Anzeige
Anzeige

Mein Leben im Lockdown Corona-Krise in Großbritannien: "Ich möchte nicht in einem englischen Krankenhaus landen"

Mein Leben im Lockdown : Yvonne Ophaus, 43, Architektin in London. Sie lebt mit ihrem Mann und ihrer achtjährigen Tochter Anna in einem typischen englischen Reihenhaus. Erst hat der Brexit die Entfernung zwischen ihr und ihrer Familie in Deutschland vergrößert, jetzt sind die persönlichen Kontakte zur Verwandtschaft erst einmal komplett gekappt.
Yvonne Ophaus, 43, Architektin in London. Sie lebt mit ihrem Mann und ihrer achtjährigen Tochter Anna in einem typischen englischen Reihenhaus.

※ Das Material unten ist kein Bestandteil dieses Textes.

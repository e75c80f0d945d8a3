use sqlx::PgPool;

use crate::app_error::AppError;

pub mod deal;
pub mod inquiry;
pub mod listing;
pub mod message;
pub mod payment;
pub mod verification;
pub mod wholesale;

#[derive(Clone)]
pub struct PostgresPersistence {
    pool: PgPool,
}

impl PostgresPersistence {
    pub fn new(pool: PgPool) -> Self {
        PostgresPersistence { pool }
    }

    pub fn pool(&self) -> &PgPool {
        &self.pool
    }
}

impl From<sqlx::Error> for AppError {
    fn from(err: sqlx::Error) -> Self {
        match &err {
            sqlx::Error::RowNotFound => AppError::NotFound,
            sqlx::Error::Database(db_err) => {
                let msg = db_err.message();
                // PostgreSQL unique violation
                if msg.contains("duplicate key") || msg.contains("unique constraint") {
                    AppError::Conflict("A record with this value already exists".into())
                }
                // PostgreSQL foreign key violation
                else if msg.contains("foreign key") || msg.contains("violates foreign key") {
                    AppError::InvalidInput("Referenced record not found".into())
                }
                // PostgreSQL not-null violation
                else if msg.contains("null value") && msg.contains("violates not-null") {
                    AppError::InvalidInput("Required field is missing".into())
                } else {
                    // Log the actual error for debugging, but don't expose details
                    tracing::error!(error = ?err, "Database error");
                    AppError::Database("Database operation failed".into())
                }
            }
            _ => {
                tracing::error!(error = ?err, "Database error");
                AppError::Database("Database operation failed".into())
            }
        }
    }
}
use std::net::SocketAddr;

use axum::{
    extract::{ConnectInfo, Request, State},
    middleware::Next,
    response::Response,
};
use axum_extra::extract::CookieJar;

use crate::{adapters::http::app_state::AppState, app_error::AppError, application::jwt};

pub async fn rate_limit_middleware(
    State(app_state): State<AppState>,
    ConnectInfo(addr): ConnectInfo<SocketAddr>,
    cookies: CookieJar,
    mut request: Request,
    next: Next,
) -> Result<Response, AppError> {
    // Only trust forwarded headers if explicitly configured (when behind a reverse proxy)
    let ip = if app_state.config.trust_proxy {
        forwarded_ip(&request).unwrap_or_else(|| addr.ip().to_string())
    } else {
        addr.ip().to_string()
    };

    // Second dimension: per-user, when a valid session cookie is present.
    let user_id = cookies
        .get("access_token")
        .and_then(|c| jwt::verify(c.value(), &app_state.config.jwt_secret).ok())
        .map(|ctx| ctx.user_id.to_string());

    tracing::debug!(
        trust_proxy = app_state.config.trust_proxy,
        connect_ip = %addr.ip(),
        forwarded_ip = ?forwarded_ip(&request),
        using_ip = %ip,
        user_id = ?user_id,
        "Rate limiting request"
    );

    app_state.rate_limiter.check(&ip, user_id.as_deref()).await?;

    // Preserve cookie jar for downstream extractors.
    request.extensions_mut().insert(cookies);

    Ok(next.run(request).await)
}

fn forwarded_ip(req: &Request) -> Option<String> {
    // Extract IP from X-Forwarded-For or X-Real-IP headers
    if let Some(forwarded) = req.headers().get("x-forwarded-for")
        && let Ok(val) = forwarded.to_str()
        && let Some(first) = val.split(',').next()
    {
        let trimmed = first.trim();
        if !trimmed.is_empty() {
            return Some(trimmed.to_string());
        }
    }
    if let Some(real) = req.headers().get("x-real-ip")
        && let Ok(val) = real.to_str()
        && !val.trim().is_empty()
    {
        return Some(val.trim().to_string());
    }
    None
}
use serde::{Deserialize, Serialize};
use strum::{AsRefStr, EnumString};
use uuid::Uuid;

/// Payment proof status. Resolved only by admin review of the uploaded
/// proof URL; there is no gateway integration or automated reconciliation.
#[derive(Debug, Clone, Copy, PartialEq, Eq, Serialize, Deserialize, AsRefStr, EnumString)]
#[serde(rename_all = "snake_case")]
#[strum(serialize_all = "snake_case")]
pub enum PaymentStatus {
    Pending,
    Confirmed,
    Failed,
}

impl PaymentStatus {
    /// Resolved payments are immutable.
    pub fn is_resolved(&self) -> bool {
        !matches!(self, PaymentStatus::Pending)
    }
}

/// Admin decision on a submitted payment proof.
#[derive(Debug, Clone, Copy, PartialEq, Eq, Serialize, Deserialize)]
#[serde(rename_all = "snake_case")]
pub enum PaymentReviewAction {
    Confirm,
    Fail,
}

#[derive(Debug, Clone)]
pub struct Payment {
    pub id: Uuid,
    pub deal_id: Uuid,
    pub submitted_by: Uuid,
    pub amount_cents: i64,
    pub currency: String,
    pub proof_url: String,
    pub status: PaymentStatus,
    pub review_notes: Option<String>,
    pub reviewed_by: Option<Uuid>,
    pub created_at: Option<chrono::NaiveDateTime>,
    pub reviewed_at: Option<chrono::NaiveDateTime>,
}
use std::net::SocketAddr;

use axum::http::HeaderValue;
use env_helpers::{get_env, get_env_default};
use secrecy::SecretString;
use time::Duration;

pub struct AppConfig {
    pub jwt_secret: SecretString,
    pub session_ttl: Duration,
    pub cors_origin: HeaderValue,
    pub bind_addr: SocketAddr,
    pub redis_url: String,
    pub rate_limit_window_secs: u64,
    pub rate_limit_per_ip: u64,
    pub rate_limit_per_user: u64,
    pub database_url: String,
    /// Whether to trust X-Forwarded-For headers. Set to true when behind a reverse proxy (Caddy, nginx).
    /// SECURITY: Only enable this when the API is not directly exposed to the internet.
    pub trust_proxy: bool,
    /// Feature flag for the fixed-price wholesale pool.
    pub wholesale_enabled: bool,
}

impl AppConfig {
    pub fn from_env() -> Self {
        let jwt_secret: SecretString = SecretString::new(get_env::<String>("JWT_SECRET").into());

        let session_ttl_secs: i64 = get_env_default("SESSION_TTL_SECS", 86_400);

        let cors_origin: HeaderValue =
            get_env_default("CORS_ORIGIN", String::from("http://localhost:3000"))
                .parse()
                .expect("CORS_ORIGIN must be a valid header value");

        let bind_addr: SocketAddr = get_env_default("BIND_ADDR", "127.0.0.1:3001".parse().unwrap());
        let redis_url: String = get_env_default("REDIS_URL", "redis://127.0.0.1:6379".to_string());
        let rate_limit_window_secs: u64 = get_env_default("RATE_LIMIT_WINDOW_SECS", 60);
        let rate_limit_per_ip: u64 = get_env_default("RATE_LIMIT_PER_IP", 60);
        let rate_limit_per_user: u64 = get_env_default("RATE_LIMIT_PER_USER", 30);
        let database_url: String = get_env("DATABASE_URL");
        // Default to false for security - must explicitly enable when behind a trusted proxy
        let trust_proxy: bool = get_env_default("TRUST_PROXY", false);
        let wholesale_enabled: bool = get_env_default("WHOLESALE_ENABLED", false);

        Self {
            jwt_secret,
            session_ttl: Duration::seconds(session_ttl_secs),
            cors_origin,
            bind_addr,
            redis_url,
            rate_limit_window_secs,
            rate_limit_per_ip,
            rate_limit_per_user,
            database_url,
            trust_proxy,
            wholesale_enabled,
        }
    }
}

Erst hat der Brexit die Entfernung zwischen ihr und ihrer Familie in Deutschland vergrößert, jetzt sind die persönlichen Kontakte zur Verwandtschaft erst einmal komplett gekappt.
© privat
In der Serie "Mein Leben im Lockdown" telefoniert GEO mit Menschen von Alaska bis Zimbabwe: 7,752 Milliarden Weltbürger sind von Corona betroffen. Wie gehen sie damit um? Unseren Fragebogen beantwortet heute die Architektin Yvonne Ophaus aus London. Nachdem sich das Corona-Virus lange Zeit absichtlich ausbreiten sollte, um die Bevölkerung zu immunisieren, gibt es seit Anfang der Woche nun doch Beschränkungen.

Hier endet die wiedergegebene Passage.